Phycology

The Rhodophyta (red algae) and Chlorophyta (green algae) form a natural group of algae in that they have chloroplasts surrounded by only the two membranes of the chloroplast envelope. The endosymbiotic theory of chloroplast evolution, first proposed by Mereschkowsky in 1905, is the one most widely accepted for the evolution of the chloroplast (Fig. III.1). According to this theory, a cyanobacterium was taken up by a phagocytic organism into a food vesicle. Normally the cyanobacterium would be digested by the flagellate, but by chance a mutation occurred, with the flagellate being unable to digest the cyanobacterium. This was probably a beneficial mutation because the cyanobacterium, by virtue of its lack of feedback inhibition, secreted considerable amounts of metabolites to the host flagellate. The flagellate in turn gave the cyanobacterium a protected environment, and the composite organism was probably able to live in an ecological niche where there were no photosynthetic organisms (i.e., a slightly acid body of water where free-living cyanobacteria do not grow; see Chapter 2). Pascher (1914) coined terms for this association; he called the endosymbiotic cyanobacteria cyanelles; the host, a cyanome; and the association between the two, a syncyanosis. In the original syncyanosis, the cyanelle had a wall around it. Because the wall slowed the transfer of compounds from the cyanelle to the host and vice versa, any mutation that resulted in a loss of wall would have been beneficial and selected for in evolution. As evolution progressed, these two membranes became the chloroplast envelope, the cyanome cytoplasm took over the formation of the storage product and the polyhedral bodies containing ribulose-1,5-bisphosphate carboxylase/oxygenase differentiated into the pyrenoid.
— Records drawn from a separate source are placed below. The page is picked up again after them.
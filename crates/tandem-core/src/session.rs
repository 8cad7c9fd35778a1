//! Multi-file diff session

use crate::context::{DiffContext, DiffOption, ViewMode};
use crate::unified::{parse_patch, FilePatch, FileStatus, ParseError, PatchContent};
use rustc_hash::FxHashMap;
use std::path::PathBuf;

/// A file entry in a multi-file diff
#[derive(Debug, Clone, PartialEq, Eq)]
pub struct FileEntry {
    pub path: PathBuf,
    pub old_path: Option<PathBuf>,
    pub display_name: String,
    pub status: FileStatus,
    pub insertions: usize,
    pub deletions: usize,
    /// False for binary, LFS and mode-only changes
    pub has_text: bool,
}

impl FileEntry {
    fn from_patch(patch: &FilePatch) -> Self {
        let display_name = match &patch.old_path {
            Some(old) if patch.status == FileStatus::Renamed => {
                format!("{} → {}", old.display(), patch.path.display())
            }
            _ => patch.path.display().to_string(),
        };
        Self {
            path: patch.path.clone(),
            old_path: patch.old_path.clone(),
            display_name,
            status: patch.status,
            insertions: patch.insertions(),
            deletions: patch.deletions(),
            has_text: patch.text().is_some(),
        }
    }
}

/// All files of one patch plus their view state
pub struct DiffSession {
    /// All files in the patch
    pub files: Vec<FileEntry>,
    /// Currently selected file index
    pub selected_index: usize,
    view_mode: ViewMode,
    patches: Vec<FilePatch>,
    /// Contexts for each file (lazy built)
    contexts: Vec<Option<DiffContext>>,
}

impl DiffSession {
    pub fn from_patch(text: &str, view_mode: ViewMode) -> Result<Self, ParseError> {
        let patches = parse_patch(text)?;
        Ok(Self::from_file_patches(patches, view_mode))
    }

    pub fn from_file_patches(patches: Vec<FilePatch>, view_mode: ViewMode) -> Self {
        let files = patches.iter().map(FileEntry::from_patch).collect();
        let contexts = (0..patches.len()).map(|_| None).collect();
        Self {
            files,
            selected_index: 0,
            view_mode,
            patches,
            contexts,
        }
    }

    pub fn file_count(&self) -> usize {
        self.files.len()
    }

    pub fn is_multi_file(&self) -> bool {
        self.files.len() > 1
    }

    pub fn view_mode(&self) -> ViewMode {
        self.view_mode
    }

    pub fn current_file(&self) -> Option<&FileEntry> {
        self.files.get(self.selected_index)
    }

    pub fn current_patch(&self) -> Option<&FilePatch> {
        self.patches.get(self.selected_index)
    }

    pub fn patches(&self) -> &[FilePatch] {
        &self.patches
    }

    pub fn select(&mut self, index: usize) {
        if index < self.files.len() {
            self.selected_index = index;
        }
    }

    pub fn next_file(&mut self) -> bool {
        if self.selected_index + 1 < self.files.len() {
            self.selected_index += 1;
            true
        } else {
            false
        }
    }

    pub fn prev_file(&mut self) -> bool {
        if self.selected_index > 0 {
            self.selected_index -= 1;
            true
        } else {
            false
        }
    }

    /// Context of the selected file, built on first access.
    ///
    /// `None` for files without text content.
    pub fn current_context(&mut self) -> Option<&mut DiffContext> {
        self.context_at(self.selected_index)
    }

    pub fn context_at(&mut self, index: usize) -> Option<&mut DiffContext> {
        let text = self.patches.get(index)?.text()?;
        let slot = self.contexts.get_mut(index)?;
        if slot.is_none() {
            let option = option_for(&self.patches[index]);
            *slot = Some(DiffContext::new(self.view_mode, option, text.clone(), None));
        }
        slot.as_mut()
    }

    /// Switch every built context to the other layout
    pub fn toggle_view_mode(&mut self) {
        self.view_mode = self.view_mode.toggled();
        for slot in &mut self.contexts {
            if let Some(ctx) = slot.as_mut() {
                *ctx = ctx.switch_mode();
            }
        }
    }

    /// Replace the patch, carrying block position and scroll over to files
    /// that are still present
    pub fn refresh(&mut self, text: &str) -> Result<(), ParseError> {
        let patches = parse_patch(text)?;
        let selected_path = self.current_file().map(|f| f.path.clone());

        let mut previous: FxHashMap<PathBuf, DiffContext> = FxHashMap::default();
        for (entry, slot) in self.files.iter().zip(self.contexts.iter_mut()) {
            if let Some(ctx) = slot.take() {
                previous.insert(entry.path.clone(), ctx);
            }
        }

        let contexts = patches
            .iter()
            .map(|patch| {
                let prev = previous.get(&patch.path)?;
                let text = patch.text()?;
                Some(DiffContext::new(
                    self.view_mode,
                    option_for(patch),
                    text.clone(),
                    Some(prev),
                ))
            })
            .collect();

        self.files = patches.iter().map(FileEntry::from_patch).collect();
        self.patches = patches;
        self.contexts = contexts;
        self.selected_index = selected_path
            .and_then(|path| self.files.iter().position(|f| f.path == path))
            .unwrap_or(0)
            .min(self.files.len().saturating_sub(1));

        tracing::debug!(
            files = self.files.len(),
            carried = previous.len(),
            "session refreshed"
        );
        Ok(())
    }

    /// Describe the selected file when it has no text to show
    pub fn placeholder(&self) -> Option<String> {
        self.placeholder_at(self.selected_index)
    }

    pub fn placeholder_at(&self, index: usize) -> Option<String> {
        let patch = self.patches.get(index)?;
        match &patch.content {
            PatchContent::Text(_) => None,
            PatchContent::Binary => Some("Binary file (not shown)".to_string()),
            PatchContent::Lfs(lfs) => Some(format!(
                "LFS object changed: {} ({} bytes) → {} ({} bytes)",
                short_oid(&lfs.old.oid),
                lfs.old.size,
                short_oid(&lfs.new.oid),
                lfs.new.size
            )),
            PatchContent::NoChange => Some(match (&patch.old_mode, &patch.new_mode) {
                (Some(old), Some(new)) => format!("Mode changed: {} → {}", old, new),
                _ => "No content changes".to_string(),
            }),
        }
    }
}

fn option_for(patch: &FilePatch) -> DiffOption {
    let mut option = DiffOption::new(patch.path.clone());
    option.org_path = patch.old_path.clone();
    option.revisions = match (&patch.old_hash, &patch.new_hash) {
        (Some(old), Some(new)) => vec![old.clone(), new.clone()],
        _ => Vec::new(),
    };
    option
}

fn short_oid(oid: &str) -> &str {
    oid.get(..10).unwrap_or(oid)
}

#[cfg(test)]
mod tests {
    use super::*;
    use crate::context::ScrollOffset;

    const TWO_FILES: &str = "\
diff --git a/one.txt b/one.txt
index 1111111..2222222 100644
--- a/one.txt
+++ b/one.txt
@@ -1,5 +1,5 @@
 a
-b
+B
 c
-d
+D
 e
diff --git a/two.bin b/two.bin
index 3333333..4444444 100644
Binary files a/two.bin and b/two.bin differ
";

    #[test]
    fn test_from_patch_lists_files() {
        let session = DiffSession::from_patch(TWO_FILES, ViewMode::SideBySide).unwrap();
        assert_eq!(session.file_count(), 2);
        assert!(session.is_multi_file());
        assert_eq!(session.files[0].display_name, "one.txt");
        assert_eq!(session.files[0].insertions, 2);
        assert_eq!(session.files[0].deletions, 2);
        assert!(session.files[0].has_text);
        assert!(!session.files[1].has_text);
    }

    #[test]
    fn test_file_navigation_is_clamped() {
        let mut session = DiffSession::from_patch(TWO_FILES, ViewMode::Combined).unwrap();
        assert!(!session.prev_file());
        assert!(session.next_file());
        assert!(!session.next_file());
        assert_eq!(session.selected_index, 1);

        session.select(7);
        assert_eq!(session.selected_index, 1);
        session.select(0);
        assert_eq!(session.selected_index, 0);
    }

    #[test]
    fn test_contexts_are_built_lazily() {
        let mut session = DiffSession::from_patch(TWO_FILES, ViewMode::SideBySide).unwrap();
        let ctx = session.current_context().unwrap();
        assert!(ctx.is_side_by_side());
        assert_eq!(ctx.navigator().indicator(), "1/2");
        assert_eq!(ctx.option().revisions, vec!["1111111", "2222222"]);

        session.next_file();
        assert!(session.current_context().is_none());
        assert_eq!(
            session.placeholder().as_deref(),
            Some("Binary file (not shown)")
        );
    }

    #[test]
    fn test_toggle_view_mode_keeps_block() {
        let mut session = DiffSession::from_patch(TWO_FILES, ViewMode::Combined).unwrap();
        session.current_context().unwrap().navigator_mut().goto_last();

        session.toggle_view_mode();
        assert_eq!(session.view_mode(), ViewMode::SideBySide);
        let ctx = session.current_context().unwrap();
        assert!(ctx.is_side_by_side());
        assert_eq!(ctx.navigator().indicator(), "2/2");
    }

    #[test]
    fn test_refresh_carries_state_by_path() {
        let mut session = DiffSession::from_patch(TWO_FILES, ViewMode::SideBySide).unwrap();
        {
            let ctx = session.current_context().unwrap();
            ctx.navigator_mut().goto_last();
            ctx.set_scroll_offset(ScrollOffset::new(0.0, 2.0));
        }

        // Same revisions, one more change at the end
        let refreshed = TWO_FILES
            .replace("@@ -1,5 +1,5 @@", "@@ -1,5 +1,6 @@")
            .replace(" e\n", " e\n+f\n");
        session.refresh(&refreshed).unwrap();

        assert_eq!(session.selected_index, 0);
        let ctx = session.current_context().unwrap();
        assert_eq!(ctx.navigator().indicator(), "2/3");
        assert_eq!(ctx.scroll_offset(), ScrollOffset::new(0.0, 2.0));
    }

    #[test]
    fn test_refresh_follows_selected_file() {
        let mut session = DiffSession::from_patch(TWO_FILES, ViewMode::Combined).unwrap();
        session.next_file();

        let only_binary = TWO_FILES
            .split("diff --git a/two.bin")
            .nth(1)
            .map(|rest| format!("diff --git a/two.bin{}", rest))
            .unwrap();
        session.refresh(&only_binary).unwrap();

        assert_eq!(session.file_count(), 1);
        assert_eq!(session.selected_index, 0);
        assert_eq!(session.current_file().unwrap().path, PathBuf::from("two.bin"));
    }
}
Most of the genes from the endosymbiotic cyanobacterium were transferred to the host nucleus while a small number of these genes were maintained in the resulting plastid and gave rise to the plastid genome with its associated proteinsynthesizing system. The products of many of the cyanobacterial genes transferred to the nucleus were then retargeted to the plastid to keep it functional. Approximately 3000 nuclear genes in plants encode plastid proteins, whereas the chloroplast genome contains between 100 and 120 genes. The nucleus is also capable of sensing the state of the chloroplast and to react to maintain chloroplast homeostasis.